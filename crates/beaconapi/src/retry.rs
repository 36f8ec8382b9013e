//! Retry logic with exponential backoff for transient errors.
//!
//! Waiting between attempts honours the caller's cancel flag and deadline:
//! a retry that could not start before the deadline is not attempted.

use crate::error::{Error, Result};
use crate::types::{CallOptions, RetryConfig};
use std::thread;
use std::time::Duration;

/// Polling interval while waiting between attempts.
const SLEEP_SLICE: Duration = Duration::from_millis(50);

/// Execute an operation with retry logic.
///
/// # Arguments
/// * `config` - Retry configuration
/// * `opts` - Cancellation and deadline for the whole call
/// * `should_retry` - Decides whether an error is worth another attempt
/// * `operation` - The operation to execute
///
/// # Returns
/// The result of the operation, or the last error if all attempts failed.
pub fn with_retry<T, R, F>(
    config: &RetryConfig,
    opts: &CallOptions<'_>,
    should_retry: R,
    mut operation: F,
) -> Result<T>
where
    R: Fn(&Error) -> bool,
    F: FnMut() -> Result<T>,
{
    let max_attempts = config.max_attempts.max(1);
    let mut attempt = 0;

    loop {
        opts.check()?;

        let err = match operation() {
            Ok(result) => return Ok(result),
            Err(e) => e,
        };

        if !should_retry(&err) || attempt + 1 >= max_attempts {
            return Err(err);
        }

        let delay = config.delay_for_attempt(attempt);
        if opts.remaining().is_some_and(|r| r <= delay) {
            return Err(err);
        }

        log::debug!(
            "Attempt {}/{} failed: {}. Retrying in {:?}",
            attempt + 1,
            max_attempts,
            err,
            delay
        );
        sleep(delay, opts)?;
        attempt += 1;
    }
}

/// Sleep for `delay`, waking early on cancellation.
fn sleep(delay: Duration, opts: &CallOptions<'_>) -> Result<()> {
    let mut left = delay;
    while !left.is_zero() {
        if opts.is_cancelled() {
            return Err(Error::Cancelled);
        }
        let step = left.min(SLEEP_SLICE);
        thread::sleep(step);
        left = left.saturating_sub(step);
    }
    Ok(())
}

#[cfg(test)]
mod tests {
    use super::*;
    use std::cell::Cell;
    use std::sync::atomic::{AtomicBool, Ordering};
    use std::time::Instant;

    fn fast() -> RetryConfig {
        RetryConfig {
            max_attempts: 3,
            base_delay: Duration::from_millis(1),
            backoff_factor: 1.0,
            max_delay: Duration::from_millis(10),
        }
    }

    fn server_error() -> Error {
        Error::from_response(503, "unavailable")
    }

    #[test]
    fn test_success_first_try() {
        let result = with_retry(&RetryConfig::no_retry(), &CallOptions::new(), Error::is_retryable, || {
            Ok::<_, Error>(42)
        });
        assert_eq!(result.unwrap(), 42);
    }

    #[test]
    fn test_non_retryable_error() {
        let attempts = Cell::new(0);
        let result: Result<()> = with_retry(&fast(), &CallOptions::new(), Error::is_retryable, || {
            attempts.set(attempts.get() + 1);
            Err(Error::from_response(404, ""))
        });
        assert!(result.unwrap_err().is_not_found());
        assert_eq!(attempts.get(), 1);
    }

    #[test]
    fn test_eventual_success() {
        let attempts = Cell::new(0);
        let result = with_retry(&fast(), &CallOptions::new(), Error::is_retryable, || {
            let current = attempts.get();
            attempts.set(current + 1);
            if current < 2 { Err(server_error()) } else { Ok(42) }
        });
        assert_eq!(result.unwrap(), 42);
        assert_eq!(attempts.get(), 3);
    }

    #[test]
    fn test_all_attempts_fail() {
        let attempts = Cell::new(0);
        let result: Result<()> = with_retry(&fast(), &CallOptions::new(), Error::is_retryable, || {
            attempts.set(attempts.get() + 1);
            Err(server_error())
        });
        assert_eq!(result.unwrap_err().status(), Some(503));
        assert_eq!(attempts.get(), 3);
    }

    #[test]
    fn test_cancelled_before_first_attempt() {
        let flag = AtomicBool::new(true);
        let opts = CallOptions::new().with_cancel(&flag);
        let attempts = Cell::new(0);
        let result: Result<()> = with_retry(&fast(), &opts, Error::is_retryable, || {
            attempts.set(attempts.get() + 1);
            Ok(())
        });
        assert!(matches!(result, Err(Error::Cancelled)));
        assert_eq!(attempts.get(), 0);
    }

    #[test]
    fn test_cancel_stops_retrying() {
        let flag = AtomicBool::new(false);
        let opts = CallOptions::new().with_cancel(&flag);
        let attempts = Cell::new(0);
        let result: Result<()> = with_retry(&fast(), &opts, Error::is_retryable, || {
            attempts.set(attempts.get() + 1);
            flag.store(true, Ordering::SeqCst);
            Err(server_error())
        });
        assert!(matches!(result, Err(Error::Cancelled)));
        assert_eq!(attempts.get(), 1);
    }

    #[test]
    fn test_no_retry_past_deadline() {
        let config = RetryConfig {
            base_delay: Duration::from_secs(60),
            ..fast()
        };
        let opts = CallOptions::new().with_deadline(Some(Instant::now() + Duration::from_secs(5)));
        let attempts = Cell::new(0);
        let result: Result<()> = with_retry(&config, &opts, Error::is_retryable, || {
            attempts.set(attempts.get() + 1);
            Err(server_error())
        });
        assert_eq!(result.unwrap_err().status(), Some(503));
        assert_eq!(attempts.get(), 1);
    }
}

• [Exercise details]: The answer should contain nothing except the lines from the one with "let opts = CallOptions::new().with_deadline(Some(Instant::now()" to the end of the material above, each given again exactly.

• [Solution for this task]:
        let opts = CallOptions::new().with_deadline(Some(Instant::now() + Duration::from_secs(5)));
        let attempts = Cell::new(0);
        let result: Result<()> = with_retry(&config, &opts, Error::is_retryable, || {
            attempts.set(attempts.get() + 1);
            Err(server_error())
        });
        assert_eq!(result.unwrap_err().status(), Some(503));
        assert_eq!(attempts.get(), 1);
    }
}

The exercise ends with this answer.